The owners of a sawmill and a pulp mill in Mackenzie were each fined $75,000, according to an online posting at WorkSafeBC's website.
Canadian Forest Products Ltd. was levied the amount in September after officials notice on two separate occasions, maintenance being performed on machinery without ensuring it was locked out.
"In the first instance, a worker was leaning over a lumber stacker trying to manually clear a jammed board," WorkSafeBC said. "An emergency stop button on the stacker had been used to shut down the stacker's feeding forks, but this method left other parts open to inadvertent reactivation and did not disconnect the main power supply to the machine.

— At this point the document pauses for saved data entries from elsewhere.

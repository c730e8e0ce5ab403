//! Error types for the CLI application.

use thiserror::Error;

/// Result type alias for CLI operations.
pub type Result<T> = std::result::Result<T, CliError>;

/// CLI-specific errors.
#[derive(Debug, Error)]
pub enum CliError {
    /// Configuration error
    #[error("Configuration error: {0}")]
    Config(String),

    /// Store error
    #[error("Store error: {0}")]
    Store(#[from] astrolit_store::StoreError),

    /// Classifier error
    #[error("{0}")]
    Classifier(#[from] astrolit_classifier::ClassifierError),

    /// Completion provider setup error
    #[error("Provider error: {0}")]
    Provider(#[from] astrolit_llm::LlmError),

    /// Domain validation error
    #[error("Invalid record: {0}")]
    Domain(#[from] astrolit_domain::DomainError),

    /// I/O error
    #[error("I/O error: {0}")]
    Io(#[from] std::io::Error),

    /// Serialization error
    #[error("Serialization error: {0}")]
    Serialization(#[from] serde_json::Error),

    /// TOML parsing error
    #[error("TOML parsing error: {0}")]
    Toml(#[from] toml::de::Error),

    /// Invalid input
    #[error("Invalid input: {0}")]
    InvalidInput(String),

    /// Requested record does not exist
    #[error("Not found: {0}")]
    NotFound(String),
}
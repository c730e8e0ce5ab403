//! Astrolit CLI - Citation classification and hypothesis tracking.

use astrolit_cli::commands;
use astrolit_cli::{Cli, Command, Config, Formatter};
use astrolit_store::SqliteStore;
use clap::Parser;
use tracing::debug;
use tracing_subscriber::EnvFilter;

fn main() {
    let cli = Cli::parse();
    init_tracing(cli.verbose);

    if let Err(e) = run(cli) {
        eprintln!("Error: {}", e);
        std::process::exit(1);
    }
}

/// Log to stderr; `RUST_LOG` wins over `-v`.
fn init_tracing(verbose: u8) {
    let default = match verbose {
        0 => "warn",
        1 => "info",
        _ => "debug",
    };
    let filter = EnvFilter::try_from_default_env().unwrap_or_else(|_| EnvFilter::new(default));

    tracing_subscriber::fmt()
        .with_writer(std::io::stderr)
        .with_env_filter(filter)
        .init();
}

fn run(cli: Cli) -> astrolit_cli::Result<()> {
    // File, then environment, then flags
    let mut config = match &cli.config {
        Some(path) => Config::load_from(path)?,
        None => Config::load()?,
    };
    config.classifier.apply_env();
    if let Some(database) = cli.database {
        config.database = Some(database);
    }
    if let Some(mode) = cli.classifier {
        config.classifier.mode = mode.into();
    }
    if let Some(model) = cli.model {
        config.classifier.model = model;
    }

    let format = cli.format.map(Into::into).unwrap_or(config.settings.format);
    let color_enabled = !cli.no_color && config.settings.color;
    let formatter = Formatter::new(format, color_enabled);

    match cli.command {
        Command::Classify(args) => {
            let classifier = commands::build_classifier(&config.classifier)?;
            if args.persist {
                let mut store = open_store(&config)?;
                commands::execute_classify(args, &classifier, Some(&mut store), &formatter)?;
            } else {
                commands::execute_classify(args, &classifier, None, &formatter)?;
            }
        }
        Command::Reclassify(args) => {
            let classifier = commands::build_classifier(&config.classifier)?;
            let mut store = open_store(&config)?;
            commands::execute_reclassify(args, &classifier, &mut store, &formatter)?;
        }
        Command::Summary(args) => {
            let store = open_store(&config)?;
            commands::execute_summary(args, &store, &formatter)?;
        }
        Command::Citations(args) => {
            let mut store = open_store(&config)?;
            commands::execute_citations(args, &mut store, &formatter)?;
        }
        Command::Papers(args) => {
            let mut store = open_store(&config)?;
            commands::execute_papers(args, &mut store, &formatter)?;
        }
        Command::Hypothesis(args) => {
            let mut store = open_store(&config)?;
            commands::execute_hypothesis(args, &mut store, &formatter)?;
        }
        Command::Stats => {
            let store = open_store(&config)?;
            commands::execute_stats(&store, &formatter)?;
        }
    }

    Ok(())
}

fn open_store(config: &Config) -> astrolit_cli::Result<SqliteStore> {
    let path = config.database_path()?;
    debug!(path = %path.display(), "Opening database");
    Ok(SqliteStore::new(&path)?)
}
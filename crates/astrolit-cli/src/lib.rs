//! Astrolit CLI library.
//!
//! This library provides the core functionality for the `astrolit` command-line
//! interface, including configuration management, command execution, and
//! output formatting.

pub mod cli;
pub mod commands;
pub mod config;
pub mod error;
pub mod output;

pub use cli::{Cli, Command};
pub use config::Config;
pub use error::{CliError, Result};
pub use output::Formatter;
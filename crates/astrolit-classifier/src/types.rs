//! Request and result types for classification

use astrolit_domain::{AnalyzedBy, Category, Citation, Confidence, DomainError, Paper};
use std::fmt;

/// Inputs for classifying one citing/cited pair
#[derive(Debug, Clone, Default, PartialEq)]
pub struct ClassificationRequest {
    /// Abstract of the citing paper
    pub citing_abstract: Option<String>,

    /// Abstract of the cited paper
    pub cited_abstract: Option<String>,

    /// Title of the cited paper
    pub cited_title: Option<String>,
}

impl ClassificationRequest {
    /// Build a request from stored papers; the cited paper may be unknown
    pub fn from_papers(citing: &Paper, cited: Option<&Paper>) -> Self {
        Self {
            citing_abstract: citing.abstract_str().map(str::to_string),
            cited_abstract: cited.and_then(|p| p.abstract_str()).map(str::to_string),
            cited_title: cited.and_then(|p| p.title.clone()),
        }
    }

    /// Citing abstract, treating blank text as missing
    pub fn citing_text(&self) -> Option<&str> {
        self.citing_abstract
            .as_deref()
            .filter(|text| !text.trim().is_empty())
    }
}

/// How a classification was produced
#[derive(Debug, Clone, Copy, PartialEq, Eq, Hash)]
pub enum ClassificationMethod {
    /// The completion service answered
    Model,

    /// Pattern classifier was selected explicitly
    Pattern,

    /// Pattern classifier stood in for an unavailable model
    PatternFallback,

    /// No citing abstract, so no classifier ran
    Skipped,
}

impl ClassificationMethod {
    /// Stored classifier identity
    pub fn analyzed_by(&self) -> AnalyzedBy {
        match self {
            ClassificationMethod::Model => AnalyzedBy::Llm,
            ClassificationMethod::Pattern
            | ClassificationMethod::PatternFallback
            | ClassificationMethod::Skipped => AnalyzedBy::Regex,
        }
    }

    /// Short label
    pub fn as_str(&self) -> &'static str {
        match self {
            ClassificationMethod::Model => "model",
            ClassificationMethod::Pattern => "pattern",
            ClassificationMethod::PatternFallback => "pattern-fallback",
            ClassificationMethod::Skipped => "skipped",
        }
    }
}

impl fmt::Display for ClassificationMethod {
    fn fmt(&self, f: &mut fmt::Formatter<'_>) -> fmt::Result {
        f.write_str(self.as_str())
    }
}

/// The normalized result of classifying one pair
#[derive(Debug, Clone, PartialEq)]
pub struct Classification {
    /// Assigned category
    pub category: Category,

    /// Confidence in [0, 1]
    pub confidence: Confidence,

    /// Justification; pattern fallbacks start with `(regex fallback)`
    pub reasoning: String,

    /// Which path produced it
    pub method: ClassificationMethod,
}

impl Classification {
    /// Turn this result into a storable citation
    pub fn into_citation(
        self,
        citing_bibcode: &str,
        cited_bibcode: &str,
        analyzed_by: AnalyzedBy,
    ) -> Result<Citation, DomainError> {
        Citation::new(
            citing_bibcode,
            cited_bibcode,
            self.category,
            self.confidence.value(),
            self.reasoning,
            analyzed_by,
        )
    }
}

/// What the model path produced for one pair
#[derive(Debug, Clone, PartialEq)]
pub enum ModelOutcome {
    /// A usable classification (possibly coerced or keyword-extracted)
    Classified(Classification),

    /// The service could not be reached, refused the credential, or failed
    Unavailable(String),

    /// The service answered but nothing usable could be read from the answer
    Invalid {
        /// Response text as received
        raw: String,
        /// Why it was rejected
        reason: String,
    },
}
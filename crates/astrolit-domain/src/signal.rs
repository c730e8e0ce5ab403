//! Hypothesis-status derivation from refutation counts
//!
//! This is a threshold heuristic, not a statistical test. Two refuting
//! citations do not prove a hypothesis wrong; they flag it for a human to
//! review. The result is never persisted and never touches a curated
//! [`Hypothesis`](crate::Hypothesis) record.

use std::fmt;

/// Computed viability hint for the hypothesis of a cited paper
#[derive(Debug, Clone, Copy, PartialEq, Eq, Hash)]
pub enum HypothesisSignal {
    /// No refuting citations
    Active,

    /// Exactly one refuting citation
    PossiblyRuledOut,

    /// Two or more refuting citations
    LikelyRuledOut,
}

impl HypothesisSignal {
    /// Upper-case label
    pub fn as_str(&self) -> &'static str {
        match self {
            HypothesisSignal::Active => "ACTIVE",
            HypothesisSignal::PossiblyRuledOut => "POSSIBLY_RULED_OUT",
            HypothesisSignal::LikelyRuledOut => "LIKELY_RULED_OUT",
        }
    }
}

impl fmt::Display for HypothesisSignal {
    fn fmt(&self, f: &mut fmt::Formatter<'_>) -> fmt::Result {
        f.write_str(self.as_str())
    }
}

/// Map a REFUTING count to a signal
///
/// # Examples
///
/// ```
/// use astrolit_domain::{derive_hypothesis_signal, HypothesisSignal};
///
/// assert_eq!(derive_hypothesis_signal(0), HypothesisSignal::Active);
/// assert_eq!(derive_hypothesis_signal(1), HypothesisSignal::PossiblyRuledOut);
/// assert_eq!(derive_hypothesis_signal(7), HypothesisSignal::LikelyRuledOut);
/// ```
pub fn derive_hypothesis_signal(refuting_count: usize) -> HypothesisSignal {
    match refuting_count {
        0 => HypothesisSignal::Active,
        1 => HypothesisSignal::PossiblyRuledOut,
        _ => HypothesisSignal::LikelyRuledOut,
    }
}
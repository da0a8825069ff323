//! OS signal handling.
//!
//! SIGINT (Ctrl+C) and, on Unix, SIGTERM both resolve [`wait_for_signal`].

/// Resolve once the process is asked to terminate.
pub async fn wait_for_signal() {
    let ctrl_c = async {
        if let Err(e) = tokio::signal::ctrl_c().await {
            tracing::error!(error = %e, "Failed to install Ctrl+C handler");
            std::future::pending::<()>().await;
        }
    };

    #[cfg(unix)]
    let terminate = async {
        match tokio::signal::unix::signal(tokio::signal::unix::SignalKind::terminate()) {
            Ok(mut signal) => {
                signal.recv().await;
            }
            Err(e) => {
                tracing::error!(error = %e, "Failed to install SIGTERM handler");
                std::future::pending::<()>().await;
            }
        }
    };

    #[cfg(not(unix))]
    let terminate = std::future::pending::<()>();

    tokio::select! {
        _ = ctrl_c => tracing::info!("SIGINT received"),
        _ = terminate => tracing::info!("SIGTERM received"),
    }
}
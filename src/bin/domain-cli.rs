use std::path::PathBuf;
use std::sync::Arc;

use clap::{Parser, Subcommand};
use serde_json::Value;

use domain_monitor::config::validation::validate_config;
use domain_monitor::config::{CheckerConfig, DomainMonitorConfig};
use domain_monitor::lifecycle::startup::build_scheduler;
use domain_monitor::monitor::{CycleOutcome, DomainCheckResult};
use domain_monitor::SnapshotCache;

#[derive(Parser)]
#[command(name = "domain-cli")]
#[command(about = "Query a running domain monitor or run a one-off check", long_about = None)]
struct Cli {
    #[arg(short, long, default_value = "http://localhost:3000")]
    url: String,

    #[command(subcommand)]
    command: Commands,
}

#[derive(Subcommand)]
enum Commands {
    /// Print the latest published results
    Results,
    /// Print service status (domain count, last update)
    Status,
    /// Check the domains in a CSV file once, without a server
    Check {
        /// CSV file with a header row and domains in the first column
        #[arg(short, long, default_value = "./domains.csv")]
        domains: PathBuf,

        /// Per-probe timeout in seconds
        #[arg(short, long, default_value_t = 5, value_parser = clap::value_parser!(u64).range(1..))]
        timeout: u64,

        /// Maximum probes in flight
        #[arg(long, value_parser = clap::value_parser!(u64).range(1..))]
        max_concurrency: Option<u64>,
    },
}

#[tokio::main]
async fn main() -> Result<(), Box<dyn std::error::Error>> {
    let cli = Cli::parse();

    match cli.command {
        Commands::Results => fetch(&format!("{}/api/check", cli.url)).await?,
        Commands::Status => fetch(&format!("{}/api/status", cli.url)).await?,
        Commands::Check {
            domains,
            timeout,
            max_concurrency,
        } => {
            let mut results = check_once(domains, timeout, max_concurrency).await?;
            results.sort_by(|a, b| a.domain().cmp(b.domain()));
            println!("{}", serde_json::to_string_pretty(&results)?);
        }
    }

    Ok(())
}

async fn fetch(url: &str) -> Result<(), Box<dyn std::error::Error>> {
    let res = reqwest::get(url).await?;
    let status = res.status();
    if !status.is_success() {
        eprintln!("Error: API returned status {}", status);
        if let Ok(text) = res.text().await {
            eprintln!("Response: {}", text);
        }
        return Ok(());
    }

    let json: Value = res.json().await?;
    println!("{}", serde_json::to_string_pretty(&json)?);
    Ok(())
}

/// Run a single scheduler cycle against `path` and return what it published.
async fn check_once(
    path: PathBuf,
    timeout: u64,
    max_concurrency: Option<u64>,
) -> Result<Vec<DomainCheckResult>, Box<dyn std::error::Error>> {
    let checker = CheckerConfig {
        domains_path: path,
        timeout_secs: timeout,
        max_concurrency: max_concurrency.map(usize::try_from).transpose()?,
        ..CheckerConfig::default()
    };

    let config = DomainMonitorConfig {
        checker,
        ..DomainMonitorConfig::default()
    };
    if let Err(errors) = validate_config(&config) {
        let messages: Vec<String> = errors.iter().map(|e| e.to_string()).collect();
        return Err(messages.join("; ").into());
    }

    let cache = Arc::new(SnapshotCache::new());
    let scheduler = build_scheduler(&config.checker, cache.clone())?;

    match scheduler.run_cycle().await {
        CycleOutcome::Published { .. } => Ok(cache.get()),
        CycleOutcome::Empty => Err("no domains to check".into()),
        CycleOutcome::SourceFailed(e) => Err(e.into()),
    }
}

"In the second instance, a worker was trying to free a broken board from a high-speed lumber planer using an aluminum pry bar. The tip of the pry bar was inches away from one of the still-energized planer heads. Again, the planer's emergency control was used to stop the machine, but it was in an adjacent room that was accessible to other workers to reactivate."
In both cases, WorkSafeBC said the workers were following the firm's written procedures for removing lumber trapped within machinery, but these procedures did not meet lockout requirements.
In addition, the central control mechanisms for the machinery were located out of the line of sight for workers required to clear lumber jams, a routine occurrence at this mill, according to the agency.
In July, Mackenzie Pulp Mill Corporation was fined after a worker crossing a pulp bale conveyer deck at this firm's mill was seriously injured when a co-worker inadvertently started the conveyer.
"Like other workers at the mill, the worker was required to cross the conveyer deck numerous times each shift to manually reposition misaligned pulp bales, where he was obstructed from view from the conveyor control panel location.
"WorkSafeBC's investigation found that the firm did not have safe work procedures or a mechanism in place to isolate and de-energize the conveyer when workers crossed it to reposition bales. The firm failed to ensure that the energy source for a machine that could cause injury, in the event of an unexpected energization or startup, was isolated and effectively controlled."